> [SUPPLIED RECORDS]

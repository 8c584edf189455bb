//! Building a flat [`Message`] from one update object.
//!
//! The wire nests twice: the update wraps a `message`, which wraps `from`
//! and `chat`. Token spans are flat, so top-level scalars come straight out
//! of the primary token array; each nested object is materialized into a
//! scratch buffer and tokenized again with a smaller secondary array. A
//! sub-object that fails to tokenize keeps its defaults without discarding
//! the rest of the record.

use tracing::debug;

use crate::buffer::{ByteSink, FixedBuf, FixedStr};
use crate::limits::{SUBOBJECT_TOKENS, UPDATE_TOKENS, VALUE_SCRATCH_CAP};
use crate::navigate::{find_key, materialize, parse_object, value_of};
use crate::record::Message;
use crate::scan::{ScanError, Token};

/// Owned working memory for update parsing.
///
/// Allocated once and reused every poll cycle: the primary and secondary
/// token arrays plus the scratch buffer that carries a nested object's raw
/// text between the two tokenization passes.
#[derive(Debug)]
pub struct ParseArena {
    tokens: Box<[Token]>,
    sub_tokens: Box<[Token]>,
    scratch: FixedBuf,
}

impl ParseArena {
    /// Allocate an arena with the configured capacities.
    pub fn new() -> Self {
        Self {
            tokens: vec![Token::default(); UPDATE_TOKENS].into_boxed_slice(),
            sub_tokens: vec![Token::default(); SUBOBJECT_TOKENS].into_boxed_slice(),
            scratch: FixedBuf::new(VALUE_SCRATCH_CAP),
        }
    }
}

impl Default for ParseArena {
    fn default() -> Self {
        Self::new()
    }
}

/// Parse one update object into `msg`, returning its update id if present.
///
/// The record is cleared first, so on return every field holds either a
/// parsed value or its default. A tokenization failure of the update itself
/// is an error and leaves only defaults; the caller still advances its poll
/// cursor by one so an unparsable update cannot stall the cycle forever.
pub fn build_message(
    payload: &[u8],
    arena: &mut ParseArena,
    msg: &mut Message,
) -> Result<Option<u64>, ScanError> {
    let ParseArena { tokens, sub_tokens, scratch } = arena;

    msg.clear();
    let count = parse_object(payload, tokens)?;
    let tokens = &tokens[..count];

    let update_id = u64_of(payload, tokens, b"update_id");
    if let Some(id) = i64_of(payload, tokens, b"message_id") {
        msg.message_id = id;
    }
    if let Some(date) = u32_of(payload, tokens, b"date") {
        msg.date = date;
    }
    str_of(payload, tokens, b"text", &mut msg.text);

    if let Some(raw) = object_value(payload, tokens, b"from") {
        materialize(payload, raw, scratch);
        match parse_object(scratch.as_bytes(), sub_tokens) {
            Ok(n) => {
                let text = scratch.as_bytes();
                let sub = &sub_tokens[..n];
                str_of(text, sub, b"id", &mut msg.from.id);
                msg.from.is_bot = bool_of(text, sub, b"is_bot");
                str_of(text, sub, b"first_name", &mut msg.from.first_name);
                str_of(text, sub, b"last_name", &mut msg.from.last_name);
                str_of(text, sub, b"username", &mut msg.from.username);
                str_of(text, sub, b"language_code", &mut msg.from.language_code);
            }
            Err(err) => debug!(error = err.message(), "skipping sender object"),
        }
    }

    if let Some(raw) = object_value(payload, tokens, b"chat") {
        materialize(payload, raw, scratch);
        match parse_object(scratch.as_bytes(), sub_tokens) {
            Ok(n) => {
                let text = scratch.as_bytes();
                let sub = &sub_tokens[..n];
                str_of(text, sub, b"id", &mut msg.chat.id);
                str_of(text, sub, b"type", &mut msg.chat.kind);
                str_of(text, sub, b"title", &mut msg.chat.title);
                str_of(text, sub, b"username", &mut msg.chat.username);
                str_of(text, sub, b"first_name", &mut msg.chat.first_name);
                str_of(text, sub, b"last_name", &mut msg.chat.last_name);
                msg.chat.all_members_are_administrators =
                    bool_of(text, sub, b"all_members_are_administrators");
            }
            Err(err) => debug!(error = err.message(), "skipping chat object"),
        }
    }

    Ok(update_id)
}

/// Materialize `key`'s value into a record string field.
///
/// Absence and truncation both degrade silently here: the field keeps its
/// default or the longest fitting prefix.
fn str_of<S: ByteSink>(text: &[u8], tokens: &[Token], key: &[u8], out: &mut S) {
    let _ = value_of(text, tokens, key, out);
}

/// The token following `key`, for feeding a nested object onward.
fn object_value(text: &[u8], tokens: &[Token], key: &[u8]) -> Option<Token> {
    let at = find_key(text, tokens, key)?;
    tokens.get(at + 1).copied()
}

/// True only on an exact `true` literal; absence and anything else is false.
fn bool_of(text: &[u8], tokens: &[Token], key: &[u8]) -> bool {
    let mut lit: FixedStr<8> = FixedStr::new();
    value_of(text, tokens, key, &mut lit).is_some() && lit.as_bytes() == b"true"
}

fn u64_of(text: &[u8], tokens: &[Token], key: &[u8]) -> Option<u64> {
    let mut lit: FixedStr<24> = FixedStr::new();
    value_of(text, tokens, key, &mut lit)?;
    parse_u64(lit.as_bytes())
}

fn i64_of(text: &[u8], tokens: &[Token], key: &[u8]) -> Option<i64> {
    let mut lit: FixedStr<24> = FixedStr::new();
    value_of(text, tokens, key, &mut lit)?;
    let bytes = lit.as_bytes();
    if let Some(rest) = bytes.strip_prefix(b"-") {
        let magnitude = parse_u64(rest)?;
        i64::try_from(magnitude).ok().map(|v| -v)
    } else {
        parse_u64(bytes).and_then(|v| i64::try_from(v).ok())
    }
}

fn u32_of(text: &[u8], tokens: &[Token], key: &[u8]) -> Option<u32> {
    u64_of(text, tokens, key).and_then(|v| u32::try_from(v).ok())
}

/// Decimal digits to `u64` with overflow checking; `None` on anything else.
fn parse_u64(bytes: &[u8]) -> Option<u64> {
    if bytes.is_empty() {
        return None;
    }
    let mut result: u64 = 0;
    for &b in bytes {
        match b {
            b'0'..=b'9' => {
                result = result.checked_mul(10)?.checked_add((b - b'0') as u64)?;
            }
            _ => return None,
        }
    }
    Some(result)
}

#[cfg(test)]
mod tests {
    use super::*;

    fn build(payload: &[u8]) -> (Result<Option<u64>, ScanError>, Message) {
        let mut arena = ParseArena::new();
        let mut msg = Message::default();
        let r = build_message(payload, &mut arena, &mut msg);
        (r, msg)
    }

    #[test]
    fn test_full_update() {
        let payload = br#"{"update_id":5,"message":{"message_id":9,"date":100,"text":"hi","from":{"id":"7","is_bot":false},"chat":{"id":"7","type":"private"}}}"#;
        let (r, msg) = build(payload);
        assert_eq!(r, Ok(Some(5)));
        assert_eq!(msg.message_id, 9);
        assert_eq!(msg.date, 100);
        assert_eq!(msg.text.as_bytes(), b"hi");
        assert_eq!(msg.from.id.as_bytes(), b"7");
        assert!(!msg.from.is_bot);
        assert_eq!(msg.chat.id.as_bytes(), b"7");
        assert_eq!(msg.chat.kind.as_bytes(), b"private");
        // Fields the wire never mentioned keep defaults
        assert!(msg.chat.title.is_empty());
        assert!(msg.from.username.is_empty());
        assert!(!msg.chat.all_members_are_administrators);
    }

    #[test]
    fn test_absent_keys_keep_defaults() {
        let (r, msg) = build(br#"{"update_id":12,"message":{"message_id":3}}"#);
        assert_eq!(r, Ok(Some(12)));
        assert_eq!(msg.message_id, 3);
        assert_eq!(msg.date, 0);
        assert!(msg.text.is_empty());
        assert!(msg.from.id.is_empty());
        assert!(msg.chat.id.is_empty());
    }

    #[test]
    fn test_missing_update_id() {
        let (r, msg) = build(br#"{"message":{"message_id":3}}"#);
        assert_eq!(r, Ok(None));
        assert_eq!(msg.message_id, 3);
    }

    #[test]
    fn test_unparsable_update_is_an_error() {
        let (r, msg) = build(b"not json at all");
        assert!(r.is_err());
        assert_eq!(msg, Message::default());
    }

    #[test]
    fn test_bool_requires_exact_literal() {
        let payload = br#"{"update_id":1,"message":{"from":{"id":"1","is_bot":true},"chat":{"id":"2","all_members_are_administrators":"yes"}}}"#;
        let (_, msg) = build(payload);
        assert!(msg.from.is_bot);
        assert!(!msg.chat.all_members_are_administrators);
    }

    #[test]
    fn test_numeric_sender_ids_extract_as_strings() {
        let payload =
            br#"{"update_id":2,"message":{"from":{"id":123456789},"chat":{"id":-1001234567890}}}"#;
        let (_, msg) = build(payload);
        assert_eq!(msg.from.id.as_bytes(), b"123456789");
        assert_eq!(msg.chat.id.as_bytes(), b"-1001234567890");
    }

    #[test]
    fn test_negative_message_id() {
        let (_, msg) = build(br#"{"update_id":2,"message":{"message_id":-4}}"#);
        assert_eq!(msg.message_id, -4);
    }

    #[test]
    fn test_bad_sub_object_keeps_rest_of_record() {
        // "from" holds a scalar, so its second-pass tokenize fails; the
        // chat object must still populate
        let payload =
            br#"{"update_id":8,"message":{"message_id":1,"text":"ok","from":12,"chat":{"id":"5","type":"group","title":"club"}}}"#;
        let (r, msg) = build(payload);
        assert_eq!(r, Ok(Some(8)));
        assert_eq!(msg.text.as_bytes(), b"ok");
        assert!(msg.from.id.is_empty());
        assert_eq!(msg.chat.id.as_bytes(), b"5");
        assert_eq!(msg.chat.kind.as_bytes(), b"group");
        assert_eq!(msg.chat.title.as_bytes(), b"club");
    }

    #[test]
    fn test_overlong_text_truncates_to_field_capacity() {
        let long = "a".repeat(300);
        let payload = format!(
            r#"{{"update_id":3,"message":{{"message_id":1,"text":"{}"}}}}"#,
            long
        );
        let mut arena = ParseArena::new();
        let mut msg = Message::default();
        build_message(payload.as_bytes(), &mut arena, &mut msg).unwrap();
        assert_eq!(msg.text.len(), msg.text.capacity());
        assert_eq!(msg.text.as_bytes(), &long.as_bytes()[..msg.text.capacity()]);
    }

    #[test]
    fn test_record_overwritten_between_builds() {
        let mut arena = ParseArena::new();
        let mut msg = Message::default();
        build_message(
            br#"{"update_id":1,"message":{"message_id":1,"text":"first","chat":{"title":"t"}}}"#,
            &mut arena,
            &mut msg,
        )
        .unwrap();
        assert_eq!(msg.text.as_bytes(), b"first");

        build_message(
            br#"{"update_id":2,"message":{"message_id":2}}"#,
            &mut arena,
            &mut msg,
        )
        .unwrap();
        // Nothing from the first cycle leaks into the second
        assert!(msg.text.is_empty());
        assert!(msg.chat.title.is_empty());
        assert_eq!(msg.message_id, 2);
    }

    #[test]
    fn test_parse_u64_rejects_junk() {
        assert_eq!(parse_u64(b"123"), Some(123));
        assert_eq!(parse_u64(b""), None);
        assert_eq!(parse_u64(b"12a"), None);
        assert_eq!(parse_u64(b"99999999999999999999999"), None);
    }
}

> [PROBLEM DETAILS]
State only the count of lines above that hold the string "Option".

> [ANSWER FOR THE TASK]
7